[YOUR GOAL]: Repeat the entries below in full, with every character unchanged.

─── DATA EXTRACTS

//! Markdown back-end: re-emits the block structure in normalized form.

use crate::render::{RenderContext, Renderer};
use crate::tree::SyntaxNode;

pub(crate) fn register_defaults(renderer: &mut Renderer) {
    renderer.register("root", |node, ctx| ctx.render_blocks(node.children()));
    renderer.register("paragraph", |node, ctx| ctx.render_children(node).concat());
    renderer.register("inline", |node, _| node.content().to_owned());
    renderer.register("heading", heading);
    renderer.register("hr", |_, _| "---".to_owned());
    renderer.register("code_block", code_block);
    renderer.register("fence", fence);
    renderer.register("blockquote", |node, ctx| {
        prefix_lines(&ctx.render_blocks(node.children()), ">")
    });
    renderer.register("bullet_list", list);
    renderer.register("ordered_list", list);
    renderer.register("list_item", list_item);
}

/// Prefix every line of `text` with `marker` and a space. Empty lines get the
/// bare marker, and empty text yields the marker alone.
///
/// ```
/// assert_eq!(mdalert_block::prefix_lines("a\n\nb", ">"), "> a\n>\n> b");
/// ```
#[must_use]
pub fn prefix_lines(text: &str, marker: &str) -> String {
    if text.is_empty() {
        return marker.to_owned();
    }
    text.split('\n')
        .map(|line| {
            if line.is_empty() {
                marker.to_owned()
            } else {
                format!("{marker} {line}")
            }
        })
        .collect::<Vec<_>>()
        .join("\n")
}

fn heading(node: &SyntaxNode, ctx: &RenderContext<'_>) -> String {
    let markup = node.token().map_or("#", |t| t.markup.as_str());
    let text = ctx.render_children(node).concat();
    if text.is_empty() {
        markup.to_owned()
    } else {
        format!("{markup} {text}")
    }
}

fn code_block(node: &SyntaxNode, _: &RenderContext<'_>) -> String {
    node.content()
        .trim_end_matches('\n')
        .split('\n')
        .map(|line| {
            if line.is_empty() {
                String::new()
            } else {
                format!("    {line}")
            }
        })
        .collect::<Vec<_>>()
        .join("\n")
}

fn fence(node: &SyntaxNode, _: &RenderContext<'_>) -> String {
    let info = node.token().map_or("", |t| t.info.as_str());
    let content = node.content();

    let marker = if info.contains('`') { '~' } else { '`' };
    let longest = longest_run(content, marker);
    let fence = marker.to_string().repeat((longest + 1).max(3));

    let mut out = format!("{fence}{info}\n{content}");
    if !content.is_empty() && !content.ends_with('\n') {
        out.push('\n');
    }
    out.push_str(&fence);
    out
}

fn longest_run(text: &str, marker: char) -> usize {
    let mut longest = 0;
    let mut current = 0;
    for c in text.chars() {
        if c == marker {
            current += 1;
            longest = longest.max(current);
        } else {
            current = 0;
        }
    }
    longest
}

fn is_tight(node: &SyntaxNode) -> bool {
    node.token().and_then(|t| t.meta("tight")) == Some("true")
}

fn list(node: &SyntaxNode, ctx: &RenderContext<'_>) -> String {
    let Some(open) = node.token() else {
        return String::new();
    };
    let ordered = node.node_type() == "ordered_list";
    let mut number: u64 = open.info.parse().unwrap_or(1);

    let items: Vec<String> = node
        .children()
        .iter()
        .map(|item| {
            let marker = if ordered {
                let marker = format!("{number}{}", open.markup);
                number += 1;
                marker
            } else {
                open.markup.clone()
            };
            indent_item(&marker, &ctx.render(item))
        })
        .collect();

    let separator = if is_tight(node) { "\n" } else { "\n\n" };
    items.join(separator)
}

fn list_item(node: &SyntaxNode, ctx: &RenderContext<'_>) -> String {
    let separator = if is_tight(node) { "\n" } else { "\n\n" };
    ctx.render_children(node).join(separator)
}

/// Put `marker` before the first line and align the rest under the content.
fn indent_item(marker: &str, body: &str) -> String {
    if body.is_empty() {
        return marker.to_owned();
    }
    let indent = " ".repeat(marker.len() + 1);
    body.split('\n')
        .enumerate()
        .map(|(i, line)| match (i, line.is_empty()) {
            (0, _) => format!("{marker} {line}"),
            (_, true) => String::new(),
            (_, false) => format!("{indent}{line}"),
        })
        .collect::<Vec<_>>()
        .join("\n")
}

──────

[RESULT]:
//! Markdown back-end: re-emits the block structure in normalized form.

use crate::render::{RenderContext, Renderer};
use crate::tree::SyntaxNode;

pub(crate) fn register_defaults(renderer: &mut Renderer) {
    renderer.register("root", |node, ctx| ctx.render_blocks(node.children()));
    renderer.register("paragraph", |node, ctx| ctx.render_children(node).concat());
    renderer.register("inline", |node, _| node.content().to_owned());
    renderer.register("heading", heading);
    renderer.register("hr", |_, _| "---".to_owned());
    renderer.register("code_block", code_block);
    renderer.register("fence", fence);
    renderer.register("blockquote", |node, ctx| {
        prefix_lines(&ctx.render_blocks(node.children()), ">")
    });
    renderer.register("bullet_list", list);
    renderer.register("ordered_list", list);
    renderer.register("list_item", list_item);
}

/// Prefix every line of `text` with `marker` and a space. Empty lines get the
/// bare marker, and empty text yields the marker alone.
///
/// ```
/// assert_eq!(mdalert_block::prefix_lines("a\n\nb", ">"), "> a\n>\n> b");
/// ```
#[must_use]
pub fn prefix_lines(text: &str, marker: &str) -> String {
    if text.is_empty() {
        return marker.to_owned();
    }
    text.split('\n')
        .map(|line| {
            if line.is_empty() {
                marker.to_owned()
            } else {
                format!("{marker} {line}")
            }
        })
        .collect::<Vec<_>>()
        .join("\n")
}

fn heading(node: &SyntaxNode, ctx: &RenderContext<'_>) -> String {
    let markup = node.token().map_or("#", |t| t.markup.as_str());
    let text = ctx.render_children(node).concat();
    if text.is_empty() {
        markup.to_owned()
    } else {
        format!("{markup} {text}")
    }
}

fn code_block(node: &SyntaxNode, _: &RenderContext<'_>) -> String {
    node.content()
        .trim_end_matches('\n')
        .split('\n')
        .map(|line| {
            if line.is_empty() {
                String::new()
            } else {
                format!("    {line}")
            }
        })
        .collect::<Vec<_>>()
        .join("\n")
}

fn fence(node: &SyntaxNode, _: &RenderContext<'_>) -> String {
    let info = node.token().map_or("", |t| t.info.as_str());
    let content = node.content();

    let marker = if info.contains('`') { '~' } else { '`' };
    let longest = longest_run(content, marker);
    let fence = marker.to_string().repeat((longest + 1).max(3));

    let mut out = format!("{fence}{info}\n{content}");
    if !content.is_empty() && !content.ends_with('\n') {
        out.push('\n');
    }
    out.push_str(&fence);
    out
}

fn longest_run(text: &str, marker: char) -> usize {
    let mut longest = 0;
    let mut current = 0;
    for c in text.chars() {
        if c == marker {
            current += 1;
            longest = longest.max(current);
        } else {
            current = 0;
        }
    }
    longest
}

fn is_tight(node: &SyntaxNode) -> bool {
    node.token().and_then(|t| t.meta("tight")) == Some("true")
}

fn list(node: &SyntaxNode, ctx: &RenderContext<'_>) -> String {
    let Some(open) = node.token() else {
        return String::new();
    };
    let ordered = node.node_type() == "ordered_list";
    let mut number: u64 = open.info.parse().unwrap_or(1);

    let items: Vec<String> = node
        .children()
        .iter()
        .map(|item| {
            let marker = if ordered {
                let marker = format!("{number}{}", open.markup);
                number += 1;
                marker
            } else {
                open.markup.clone()
            };
            indent_item(&marker, &ctx.render(item))
        })
        .collect();

    let separator = if is_tight(node) { "\n" } else { "\n\n" };
    items.join(separator)
}

fn list_item(node: &SyntaxNode, ctx: &RenderContext<'_>) -> String {
    let separator = if is_tight(node) { "\n" } else { "\n\n" };
    ctx.render_children(node).join(separator)
}

/// Put `marker` before the first line and align the rest under the content.
fn indent_item(marker: &str, body: &str) -> String {
    if body.is_empty() {
        return marker.to_owned();
    }
    let indent = " ".repeat(marker.len() + 1);
    body.split('\n')
        .enumerate()
        .map(|(i, line)| match (i, line.is_empty()) {
            (0, _) => format!("{marker} {line}"),
            (_, true) => String::new(),
            (_, false) => format!("{indent}{line}"),
        })
        .collect::<Vec<_>>()
        .join("\n")
}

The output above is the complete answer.